=== Begin Enclosure ===

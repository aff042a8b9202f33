// ABOUTME: MCP protocol constants including version, JSON-RPC, and server identification
// ABOUTME: Provides environment-configurable protocol values with sensible defaults
//
// Licensed under either of Apache License, Version 2.0 or MIT License at your option.
// Copyright ©2025 Async-IO.org

//! Protocol constants for MCP and JSON-RPC

use std::env;

/// Get MCP Protocol version from environment or default
#[must_use]
pub fn mcp_protocol_version() -> String {
    env::var("MCP_PROTOCOL_VERSION").unwrap_or_else(|_| "2025-06-18".into())
}

/// JSON-RPC version (standard, not configurable)
pub const JSONRPC_VERSION: &str = "2.0";

/// Get server name from environment or default
#[must_use]
pub fn server_name() -> String {
    env::var("SERVER_NAME").unwrap_or_else(|_| "pierre-mcp-server".into())
}

/// Get server name variant with specific suffix
#[must_use]
pub fn server_name_multitenant() -> String {
    env::var("SERVER_NAME").unwrap_or_else(|_| "pierre-mcp-server".into())
}

/// Server version from Cargo.toml
pub const SERVER_VERSION: &str = env!("CARGO_PKG_VERSION");
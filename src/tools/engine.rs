// ABOUTME: Core tool execution engine for processing fitness and analysis operations
// ABOUTME: Handles tool routing, execution, error handling, and response formatting for all protocols
//! Unified tool execution engine
//!
//! This engine provides a single implementation for tool execution that can be
//! used by multi-tenant MCP servers with comprehensive authentication and user isolation.

use crate::database_plugins::factory::Database;
use crate::errors::AppError;
use crate::intelligence::weather::WeatherService;
use crate::intelligence::ActivityAnalyzer;
use crate::protocols::universal::UniversalToolExecutor;
use anyhow::Result;
use serde_json::Value;
use std::sync::Arc;
use uuid::Uuid;

/// User context for multi-tenant operations
#[derive(Debug, Clone)]
pub struct UserContext {
    pub user_id: Uuid,
    pub email: String,
    pub tier: String,
}

/// Unified tool execution engine that provides multi-tenant server functionality
pub struct ToolEngine {
    universal_executor: Arc<UniversalToolExecutor>,
}

impl ToolEngine {
    /// Create a new tool engine instance
    #[must_use]
    pub fn new(
        _database: Arc<Database>,
        _intelligence: Arc<ActivityAnalyzer>,
        _weather: Arc<WeatherService>,
        universal_executor: Arc<UniversalToolExecutor>,
    ) -> Self {
        Self { universal_executor }
    }

    /// Execute a tool with unified error handling and context
    ///
    /// This method provides a single point for tool execution for multi-tenant implementations.
    /// # Errors
    ///
    /// Returns an error if:
    /// - User permissions validation fails
    /// - Tool execution fails
    /// - Universal executor returns an error
    pub async fn execute_tool(
        &self,
        tool_name: &str,
        params: Value,
        user_context: Option<&UserContext>,
    ) -> Result<Value, AppError> {
        // Validate permissions for authenticated users
        if let Some(ctx) = user_context {
            self.validate_user_permissions(ctx, tool_name)?;
        }

        // Convert to the universal request format that the existing infrastructure expects
        let universal_request = crate::protocols::universal::UniversalRequest {
            tool_name: tool_name.to_string(),
            parameters: params,
            protocol: "mcp".into(),
            user_id: user_context
                .map_or_else(|| Uuid::new_v4().to_string(), |ctx| ctx.user_id.to_string()),
            tenant_id: None, // UserContext doesn't have tenant_id - needs tenant system integration
        };

        // Execute using the existing universal executor
        match self
            .universal_executor
            .execute_tool(universal_request)
            .await
        {
            Ok(response) => Ok(response.result.unwrap_or(serde_json::Value::Null)),
            Err(e) => {
                // Convert protocol errors to app errors for consistent handling
                Err(AppError::internal(format!(
                    "Tool '{tool_name}' execution failed: {e}"
                )))
            }
        }
    }

    /// Execute a tool for multi-tenant mode with user context
    /// # Errors
    ///
    /// Returns an error if tool execution fails
    pub async fn execute_tool_multi_tenant(
        &self,
        tool_name: &str,
        params: Value,
        user_context: &UserContext,
    ) -> Result<Value, AppError> {
        self.execute_tool(tool_name, params, Some(user_context))
            .await
    }

    /// Get list of available tools
    #[must_use]
    pub const fn list_available_tools(&self) -> &'static [&'static str] {
        &[
            // Data Access Tools
            "get_activities",
            "get_athlete",
            "get_stats",
            // Intelligence Tools
            "get_activity_intelligence",
            "analyze_activity",
            "calculate_metrics",
            // Analytics Tools
            "analyze_performance_trends",
            "compare_activities",
            "detect_patterns",
            // Goal Tools
            "create_goal",
            "get_goals",
            "suggest_goals",
            // Weather Tools
            "get_weather_for_activity",
            // Provider Tools
            "connect_provider",
            "disconnect_provider",
            "get_connection_status",
            // Prediction Tools
            "predict_performance",
            "generate_recommendations",
        ]
    }

    /// Get tool description for MCP schema
    #[must_use]
    pub fn get_tool_description(tool_name: &str) -> Option<&'static str> {
        match tool_name {
            "get_activities" => Some("Fetch fitness activities with pagination support"),
            "get_athlete" => Some("Get complete athlete profile information"),
            "get_stats" => Some("Get aggregated fitness statistics and lifetime metrics"),
            "get_activity_intelligence" => Some("AI-powered activity analysis with full context"),
            "analyze_activity" => Some("Deep dive analysis of individual activities"),
            "calculate_metrics" => {
                Some("Advanced fitness calculations (TRIMP, power ratios, efficiency)")
            }
            "analyze_performance_trends" => Some("Analyze performance trends over time"),
            "compare_activities" => Some("Compare multiple activities for insights"),
            "detect_patterns" => Some("Detect patterns in training data"),
            "create_goal" => Some("Create a new fitness goal"),
            "get_goals" => Some("Get all user goals"),
            "suggest_goals" => Some("AI-suggested goals based on activity history"),
            "get_weather_for_activity" => Some("Get weather conditions for a specific activity"),
            "connect_provider" => Some("Connect to a fitness data provider (Strava, Fitbit)"),
            "disconnect_provider" => Some("Disconnect from a fitness data provider"),
            "get_connection_status" => Some("Check connection status for all providers"),
            "predict_performance" => Some("Predict future performance based on training data"),
            "generate_recommendations" => Some("Generate personalized training recommendations"),
            _ => None,
        }
    }

    /// Get MCP tool schema for a specific tool
    #[must_use]
    pub fn get_tool_schema(&self, tool_name: &str) -> Option<serde_json::Value> {
        match tool_name {
            "get_activities" => Some(serde_json::json!({
                "type": "object",
                "properties": {
                    "limit": {
                        "type": "integer",
                        "description": "Maximum number of activities to return",
                        "minimum": 1,
                        "maximum": 50,
                        "default": 10
                    },
                    "provider": {
                        "type": "string",
                        "description": "Fitness provider to query",
                        "enum": ["strava", "fitbit"],
                        "default": "strava"
                    }
                }
            })),
            "get_activity_intelligence" => Some(serde_json::json!({
                "type": "object",
                "properties": {
                    "activity_id": {
                        "type": "string",
                        "description": "ID of the activity to analyze"
                    },
                    "analysis_type": {
                        "type": "string",
                        "description": "Type of analysis to perform",
                        "enum": ["performance", "health", "training", "comprehensive"],
                        "default": "comprehensive"
                    }
                },
                "required": ["activity_id"]
            })),
            "get_weather_for_activity" => Some(serde_json::json!({
                "type": "object",
                "properties": {
                    "activity_id": {
                        "type": "string",
                        "description": "Activity ID to get weather for"
                    },
                    "units": {
                        "type": "string",
                        "description": "Temperature units",
                        "enum": ["metric", "imperial", "kelvin"],
                        "default": "metric"
                    }
                },
                "required": ["activity_id"]
            })),
            _ => None,
        }
    }

    /// Get all available tools with their schemas (for MCP capabilities)
    #[must_use]
    pub fn get_all_tool_schemas(&self) -> Vec<crate::mcp::schema::ToolSchema> {
        self.list_available_tools()
            .iter()
            .filter_map(|&tool_name| {
                let description = Self::get_tool_description(tool_name)?.to_string();
                let input_schema = self
                    .get_tool_schema(tool_name)
                    .unwrap_or_else(|| serde_json::json!({"type": "object", "properties": {}}));

                Some(crate::mcp::schema::ToolSchema {
                    name: tool_name.to_string(),
                    description,
                    input_schema: crate::mcp::schema::JsonSchema {
                        schema_type: "object".into(),
                        properties: input_schema
                            .get("properties")
                            .cloned()
                            .map(|props| serde_json::from_value(props).unwrap_or_default()),
                        required: input_schema
                            .get("required")
                            .and_then(|req| serde_json::from_value(req.clone()).ok()), // Safe: JSON value ownership for schema parsing
                    },
                })
            })
            .collect()
    }

    /// Validate user permissions for tool execution (for multi-tenant)
    /// # Errors
    ///
    /// Returns an error if user tier is invalid
    pub fn validate_user_permissions(
        &self,
        user_context: &UserContext,
        _tool_name: &str,
    ) -> Result<bool, AppError> {
        // All authenticated users can use all tools
        // This can be extended with more granular permissions based on tiers
        match user_context.tier.as_str() {
            "trial" | "starter" | "professional" | "enterprise" => Ok(true),
            _ => Err(AppError::auth_invalid(format!(
                "Invalid user tier: {}",
                user_context.tier
            ))),
        }
    }
}
impl ConfigValueInput {
    /// Convert to internal `ConfigValue` type
    ///
    /// This is a helper for migrating from the old `HashMap`<String, Value> pattern
    #[must_use]
    pub fn to_config_value(self) -> ConfigValue {
        match self {
            Self::Float(v) => ConfigValue::Float(v),
            Self::Integer(v) => ConfigValue::Integer(v),
            Self::Boolean(v) => ConfigValue::Boolean(v),
            Self::String(v) => ConfigValue::String(v),
        }
    }
}

/// Request to update user configuration
#[derive(Debug, Clone, Serialize, Deserialize)]
#[serde(deny_unknown_fields)]
pub struct UpdateConfigurationRequest {
    /// Optional profile name to apply
    pub profile: Option<String>,

    /// Parameter overrides as key-value pairs
    #[serde(default)]
    pub parameter_overrides: HashMap<String, ConfigValueInput>,
}

// ============================================================================
// A2A Protocol Types
// ============================================================================

/// Parameters for creating an A2A task
#[derive(Debug, Clone, Serialize, Deserialize)]
pub struct A2ATaskCreateParams {
    /// Client identifier (optional, defaults to "unknown")
    #[serde(default = "default_client_id")]
    pub client_id: String,

    /// Task type (accepts both `task_type` and `type` JSON keys)
    #[serde(alias = "type")]
    pub task_type: String,

    /// Optional metadata about the task
    #[serde(default)]
    pub metadata: HashMap<String, serde_json::Value>,
}

fn default_client_id() -> String {
    "unknown".to_owned()
}

/// Parameters for retrieving an A2A task
#[derive(Debug, Clone, Serialize, Deserialize)]
pub struct A2ATaskGetParams {
    /// Task ID to retrieve
    pub task_id: String,
}

/// Parameters for listing A2A tasks
#[derive(Debug, Clone, Serialize, Deserialize)]
pub struct A2ATaskListParams {
    /// Optional client ID filter
    #[serde(default)]
    pub client_id: Option<String>,

    /// Optional task status filter
    #[serde(default)]
    pub status: Option<String>,

    /// Maximum number of results
    #[serde(default = "default_limit")]
    pub limit: u32,

    /// Offset for pagination
    #[serde(default)]
    pub offset: Option<u32>,
}

const fn default_limit() -> u32 {
    20
}
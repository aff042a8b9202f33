// ABOUTME: Configuration validation and type checking utilities
// ABOUTME: Ensures configuration values are valid and within acceptable ranges
// Licensed under the Apache License, Version 2.0 <LICENSE-APACHE or
// http://www.apache.org/licenses/LICENSE-2.0> or the MIT license
// <LICENSE-MIT or http://opensource.org/licenses/MIT>, at your
// option. This file may not be copied, modified, or distributed
// except according to those terms.

//! Configuration validation system for ensuring safe and valid parameter changes

use super::catalog::CatalogBuilder;
use super::runtime::ConfigValue;
use crate::models::UserPhysiologicalProfile;
use serde::{Deserialize, Serialize};
use std::collections::HashMap;

/// Configuration validator
pub struct ConfigValidator {
    /// Safety constraints
    safety_rules: Vec<SafetyRule>,
    /// Physiological relationship rules
    relationship_rules: Vec<RelationshipRule>,
}

/// Validation result
#[derive(Debug, Clone, Serialize, Deserialize)]
pub struct ValidationResult {
    /// Whether all validations passed
    pub is_valid: bool,
    /// Validation errors
    pub errors: Vec<String>,
    /// Validation warnings
    pub warnings: Vec<String>,
    /// Impact analysis
    pub impact_analysis: Option<ImpactAnalysis>,
}

/// Impact analysis of configuration changes
#[derive(Debug, Clone, Serialize, Deserialize)]
pub struct ImpactAnalysis {
    /// Expected change in effort scores
    pub effort_score_change: f64,
    /// Expected change in zone boundaries
    pub zone_boundary_changes: HashMap<String, f64>,
    /// Affected analysis components
    pub affected_components: Vec<String>,
    /// Risk level (low, medium, high)
    pub risk_level: RiskLevel,
}

/// Risk level for configuration changes
#[derive(Debug, Clone, Copy, Serialize, Deserialize)]
#[serde(rename_all = "lowercase")]
pub enum RiskLevel {
    Low,
    Medium,
    High,
}

/// Safety validation rule
#[derive(Debug, Clone)]
pub struct SafetyRule {
    /// Rule name
    pub name: String,
    /// Rule description
    pub description: String,
    /// Validation function
    pub validator: fn(&str, &ConfigValue, Option<&UserPhysiologicalProfile>) -> Result<(), String>,
}
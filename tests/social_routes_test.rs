// ABOUTME: Integration tests for social route handlers
// ABOUTME: Tests friend connections, pending requests, and user info in responses
//
// SPDX-License-Identifier: MIT OR Apache-2.0
// Copyright (c) 2025 Pierre Fitness Intelligence

#![allow(clippy::unwrap_used, clippy::expect_used, clippy::panic)]
#![allow(missing_docs)]

mod common;
mod helpers;

use common::{create_test_server_resources, create_test_user_with_email};
use helpers::axum_test::AxumTestRequest;
use pierre_mcp_server::routes::social::{
    ListFriendsResponse, PendingRequestsResponse, SocialRoutes,
};

use axum::http::StatusCode;
use serde_json::json;
use std::sync::Arc;

// ============================================================================
// Test Helpers
// ============================================================================

async fn setup_two_users() -> (axum::Router, String, String, String, String) {
    let resources = create_test_server_resources().await.unwrap();

    // Create first user (sender)
    let (user1_id, user1) = create_test_user_with_email(&resources.database, "user1@example.com")
        .await
        .unwrap();

    // Create second user (receiver)
    let (user2_id, user2) = create_test_user_with_email(&resources.database, "user2@example.com")
        .await
        .unwrap();

    // Generate JWT tokens for both users
    let token1 = resources
        .auth_manager
        .generate_token(&user1, &resources.jwks_manager)
        .unwrap();

    let token2 = resources
        .auth_manager
        .generate_token(&user2, &resources.jwks_manager)
        .unwrap();

    // Create the social router
    let router = SocialRoutes::routes(Arc::clone(&resources));

    (
        router,
        format!("Bearer {token1}"),
        format!("Bearer {token2}"),
        user1_id.to_string(),
        user2_id.to_string(),
    )
}

// ============================================================================
// Friend Connection Tests
// ============================================================================

#[tokio::test]
async fn test_send_friend_request() {
    let (router, auth_token1, _auth_token2, _user1_id, user2_id) = setup_two_users().await;

    // Send friend request from user1 to user2
    let response = AxumTestRequest::post("/api/social/friends")
        .header("authorization", &auth_token1)
        .json(&json!({
            "receiver_id": user2_id
        }))
        .send(router)
        .await;

    assert_eq!(response.status_code(), StatusCode::CREATED);

    let result: serde_json::Value = response.json();
    assert_eq!(result["status"], "pending");
    assert!(result["id"].as_str().is_some());
}

#[tokio::test]
async fn test_pending_requests_returns_user_info() {
    let (router, auth_token1, auth_token2, _user1_id, user2_id) = setup_two_users().await;

    // User1 sends friend request to User2
    let response = AxumTestRequest::post("/api/social/friends")
        .header("authorization", &auth_token1)
        .json(&json!({
            "receiver_id": user2_id
        }))
        .send(router.clone())
        .await;

    assert_eq!(response.status_code(), StatusCode::CREATED);

    // User2 checks pending requests - should see User1's info
    let response = AxumTestRequest::get("/api/social/friends/pending")
        .header("authorization", &auth_token2)
        .send(router)
        .await;

    assert_eq!(response.status_code(), StatusCode::OK);

    let result: PendingRequestsResponse = response.json();
    assert_eq!(result.received.len(), 1);

    let request = &result.received[0];
    // Verify user info is present (sender's info)
    assert!(
        !request.user_email.is_empty(),
        "user_email should not be empty"
    );
    assert!(!request.user_id.is_empty(), "user_id should not be empty");
    assert!(
        request.user_email.contains("user1"),
        "Should contain sender's email: {}",
        request.user_email
    );
}

#[tokio::test]
async fn test_accept_friend_request() {
    let (router, auth_token1, auth_token2, _user1_id, user2_id) = setup_two_users().await;

    // User1 sends friend request
    let response = AxumTestRequest::post("/api/social/friends")
        .header("authorization", &auth_token1)
        .json(&json!({
            "receiver_id": user2_id
        }))
        .send(router.clone())
        .await;

    assert_eq!(response.status_code(), StatusCode::CREATED);
    let request_result: serde_json::Value = response.json();
    let connection_id = request_result["id"].as_str().unwrap();

    // User2 accepts the request
    let response = AxumTestRequest::post(&format!("/api/social/friends/{connection_id}/accept"))
        .header("authorization", &auth_token2)
        .send(router.clone())
        .await;

    assert_eq!(response.status_code(), StatusCode::OK);

    let result: serde_json::Value = response.json();
    assert_eq!(result["status"], "accepted");

    // Verify User1 now sees User2 as a friend
    let response = AxumTestRequest::get("/api/social/friends")
        .header("authorization", &auth_token1)
        .send(router.clone())
        .await;

    assert_eq!(response.status_code(), StatusCode::OK);

    let friends: ListFriendsResponse = response.json();
    assert_eq!(friends.friends.len(), 1);
}

#[tokio::test]
async fn test_list_friends_returns_user_info() {
    let (router, auth_token1, auth_token2, _user1_id, user2_id) = setup_two_users().await;

    // User1 sends friend request to User2
    let response = AxumTestRequest::post("/api/social/friends")
        .header("authorization", &auth_token1)
        .json(&json!({
            "receiver_id": user2_id
        }))
        .send(router.clone())
        .await;

    assert_eq!(response.status_code(), StatusCode::CREATED);
    let request_result: serde_json::Value = response.json();
    let connection_id = request_result["id"].as_str().unwrap();

    // User2 accepts the request
    let response = AxumTestRequest::post(&format!("/api/social/friends/{connection_id}/accept"))
        .header("authorization", &auth_token2)
        .send(router.clone())
        .await;

    assert_eq!(response.status_code(), StatusCode::OK);

    // User1 lists friends - should have user info
    let response = AxumTestRequest::get("/api/social/friends")
        .header("authorization", &auth_token1)
        .send(router)
        .await;

    assert_eq!(response.status_code(), StatusCode::OK);

    let result: ListFriendsResponse = response.json();
    assert_eq!(result.friends.len(), 1);

    let friend = &result.friends[0];
    // Verify user info is present
    assert!(
        !friend.friend_email.is_empty(),
        "friend_email should not be empty"
    );
    assert!(
        !friend.friend_user_id.is_empty(),
        "friend_user_id should not be empty"
    );
    assert!(
        friend.friend_email.contains("user2"),
        "Friend info should contain user2's email: {}",
        friend.friend_email
    );
}

#[tokio::test]
async fn test_decline_friend_request() {
    let (router, auth_token1, auth_token2, _user1_id, user2_id) = setup_two_users().await;

    // User1 sends friend request
    let response = AxumTestRequest::post("/api/social/friends")
        .header("authorization", &auth_token1)
        .json(&json!({
            "receiver_id": user2_id
        }))
        .send(router.clone())
        .await;

    assert_eq!(response.status_code(), StatusCode::CREATED);
    let request_result: serde_json::Value = response.json();
    let connection_id = request_result["id"].as_str().unwrap();

    // User2 declines the request
    let response = AxumTestRequest::post(&format!("/api/social/friends/{connection_id}/decline"))
        .header("authorization", &auth_token2)
        .send(router.clone())
        .await;

    // Decline returns 204 NO_CONTENT on success
    assert_eq!(response.status_code(), StatusCode::NO_CONTENT);

    // Verify no pending requests for User2
    let response = AxumTestRequest::get("/api/social/friends/pending")
        .header("authorization", &auth_token2)
        .send(router)
        .await;

    assert_eq!(response.status_code(), StatusCode::OK);

    let pending: PendingRequestsResponse = response.json();
    assert_eq!(pending.received.len(), 0);
}

#[tokio::test]
async fn test_list_friends_with_pagination() {
    let (router, auth_token1, auth_token2, _user1_id, user2_id) = setup_two_users().await;

    // Create a friendship first
    let response = AxumTestRequest::post("/api/social/friends")
        .header("authorization", &auth_token1)
        .json(&json!({
            "receiver_id": user2_id
        }))
        .send(router.clone())
        .await;

    let request_result: serde_json::Value = response.json();
    let connection_id = request_result["id"].as_str().unwrap();

    AxumTestRequest::post(&format!("/api/social/friends/{connection_id}/accept"))
        .header("authorization", &auth_token2)
        .send(router.clone())
        .await;

    // Test with limit parameter
    let response = AxumTestRequest::get("/api/social/friends?limit=10")
        .header("authorization", &auth_token1)
        .send(router)
        .await;

    assert_eq!(response.status_code(), StatusCode::OK);

    let result: ListFriendsResponse = response.json();
    assert!(result.friends.len() <= 10);
    assert!(!result.metadata.timestamp.is_empty());
}

// ============================================================================
// Authentication Tests
// ============================================================================

#[tokio::test]
async fn test_friends_endpoint_requires_auth() {
    let (router, _auth_token1, _auth_token2, _user1_id, _user2_id) = setup_two_users().await;

    // Try without auth token
    let response = AxumTestRequest::get("/api/social/friends")
        .send(router)
        .await;

    assert_eq!(response.status_code(), StatusCode::UNAUTHORIZED);
}

#[tokio::test]
async fn test_pending_requests_requires_auth() {
    let (router, _auth_token1, _auth_token2, _user1_id, _user2_id) = setup_two_users().await;

    let response = AxumTestRequest::get("/api/social/friends/pending")
        .send(router)
        .await;

    assert_eq!(response.status_code(), StatusCode::UNAUTHORIZED);
}

#[tokio::test]
async fn test_sent_pending_requests_have_receiver_info() {
    let (router, auth_token1, _auth_token2, _user1_id, user2_id) = setup_two_users().await;

    // User1 sends friend request to User2
    let response = AxumTestRequest::post("/api/social/friends")
        .header("authorization", &auth_token1)
        .json(&json!({
            "receiver_id": user2_id
        }))
        .send(router.clone())
        .await;

    assert_eq!(response.status_code(), StatusCode::CREATED);

    // User1 checks their sent pending requests - should see User2's info
    let response = AxumTestRequest::get("/api/social/friends/pending")
        .header("authorization", &auth_token1)
        .send(router)
        .await;

    assert_eq!(response.status_code(), StatusCode::OK);

    let result: PendingRequestsResponse = response.json();
    assert_eq!(result.sent.len(), 1);

    let request = &result.sent[0];
    // Verify receiver's user info is present
    assert!(
        !request.user_email.is_empty(),
        "user_email should not be empty"
    );
    assert!(!request.user_id.is_empty(), "user_id should not be empty");
    assert!(
        request.user_email.contains("user2"),
        "Should contain receiver's email: {}",
        request.user_email
    );
}
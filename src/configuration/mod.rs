// ABOUTME: Configuration module organizing all configuration-related components
// ABOUTME: Exports configuration management, validation, and runtime config handling
//
// Licensed under either of Apache License, Version 2.0 or MIT License at your option.
// Copyright ©2025 Async-IO.org

//! Configuration exposure system for dynamic constant management
//!
//! This module provides a runtime configuration system that allows
//! MCP and A2A clients to discover, read, and modify physiological
//! constants and system parameters at runtime.

/// Configuration catalog for discovering available parameters
pub mod catalog;
/// Configuration profiles for different fitness levels
pub mod profiles;
/// Runtime configuration value management
pub mod runtime;
/// Configuration validation and constraint checking
pub mod validation;
/// VO2max calculation and personalized zone generation
pub mod vo2_max;

pub use catalog::{ConfigCatalog, ConfigCategory, ConfigModule, ConfigParameter};
pub use profiles::{ConfigProfile, FitnessLevel};
pub use runtime::{ConfigAware, ConfigValue, RuntimeConfig};
/// Re-export validation types
pub use validation::{ConfigValidator, ValidationResult};
/// Re-export VO2 max calculation types
pub use vo2_max::{PersonalizedHRZones, PersonalizedPaceZones, VO2MaxCalculator};

/// Re-export commonly used types
pub mod prelude {
    pub use super::{
        ConfigAware, ConfigProfile, ConfigValue, PersonalizedHRZones, RuntimeConfig,
        VO2MaxCalculator,
    };
}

=== End Enclosure ===

Your assignment: Beginning at the top of the entries above, output each line exactly, and end with the line in which "that can be" appears.

Exercise response:
repository aff042a8b9202f33
// ABOUTME: MCP protocol constants including version, JSON-RPC, and server identification
// ABOUTME: Provides environment-configurable protocol values with sensible defaults
//
// Licensed under either of Apache License, Version 2.0 or MIT License at your option.
// Copyright ©2025 Async-IO.org

//! Protocol constants for MCP and JSON-RPC

use std::env;

/// Get MCP Protocol version from environment or default
#[must_use]
pub fn mcp_protocol_version() -> String {
    env::var("MCP_PROTOCOL_VERSION").unwrap_or_else(|_| "2025-06-18".into())
}

/// JSON-RPC version (standard, not configurable)
pub const JSONRPC_VERSION: &str = "2.0";

/// Get server name from environment or default
#[must_use]
pub fn server_name() -> String {
    env::var("SERVER_NAME").unwrap_or_else(|_| "pierre-mcp-server".into())
}

/// Get server name variant with specific suffix
#[must_use]
pub fn server_name_multitenant() -> String {
    env::var("SERVER_NAME").unwrap_or_else(|_| "pierre-mcp-server".into())
}

/// Server version from Cargo.toml
pub const SERVER_VERSION: &str = env!("CARGO_PKG_VERSION");
filename src/tools/engine.rs
// ABOUTME: Core tool execution engine for processing fitness and analysis operations
// ABOUTME: Handles tool routing, execution, error handling, and response formatting for all protocols
//! Unified tool execution engine
//!
//! This engine provides a single implementation for tool execution that can be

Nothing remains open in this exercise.